Description of the task
Using the listing below, give the number of lines where "Option" appears, and nothing else.

Supplied records
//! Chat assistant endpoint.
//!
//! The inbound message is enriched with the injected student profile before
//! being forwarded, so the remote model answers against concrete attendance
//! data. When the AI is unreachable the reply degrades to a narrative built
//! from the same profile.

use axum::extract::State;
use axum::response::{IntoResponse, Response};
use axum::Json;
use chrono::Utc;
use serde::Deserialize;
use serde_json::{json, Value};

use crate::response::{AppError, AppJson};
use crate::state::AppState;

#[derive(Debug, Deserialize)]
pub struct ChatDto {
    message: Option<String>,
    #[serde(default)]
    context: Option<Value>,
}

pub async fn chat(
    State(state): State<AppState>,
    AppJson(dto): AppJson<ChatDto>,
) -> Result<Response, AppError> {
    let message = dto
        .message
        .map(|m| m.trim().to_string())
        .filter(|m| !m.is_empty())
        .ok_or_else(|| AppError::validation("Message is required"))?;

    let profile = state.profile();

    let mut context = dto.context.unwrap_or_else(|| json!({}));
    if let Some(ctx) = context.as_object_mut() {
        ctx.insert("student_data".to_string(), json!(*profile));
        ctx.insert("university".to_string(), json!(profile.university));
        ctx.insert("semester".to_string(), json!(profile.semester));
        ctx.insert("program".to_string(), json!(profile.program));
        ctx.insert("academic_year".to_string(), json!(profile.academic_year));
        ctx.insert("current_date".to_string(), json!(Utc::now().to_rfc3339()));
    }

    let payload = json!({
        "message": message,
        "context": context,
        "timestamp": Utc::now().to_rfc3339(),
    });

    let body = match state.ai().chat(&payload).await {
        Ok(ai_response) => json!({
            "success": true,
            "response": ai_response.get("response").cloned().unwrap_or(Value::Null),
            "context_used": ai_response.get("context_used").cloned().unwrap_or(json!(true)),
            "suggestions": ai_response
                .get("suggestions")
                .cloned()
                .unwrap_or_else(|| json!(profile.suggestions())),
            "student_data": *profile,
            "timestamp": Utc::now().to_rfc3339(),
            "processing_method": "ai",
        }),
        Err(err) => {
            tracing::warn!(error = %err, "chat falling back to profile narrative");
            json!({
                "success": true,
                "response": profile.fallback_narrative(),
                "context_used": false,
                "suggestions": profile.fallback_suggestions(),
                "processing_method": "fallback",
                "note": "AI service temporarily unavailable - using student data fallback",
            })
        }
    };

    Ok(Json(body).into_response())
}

Task result
2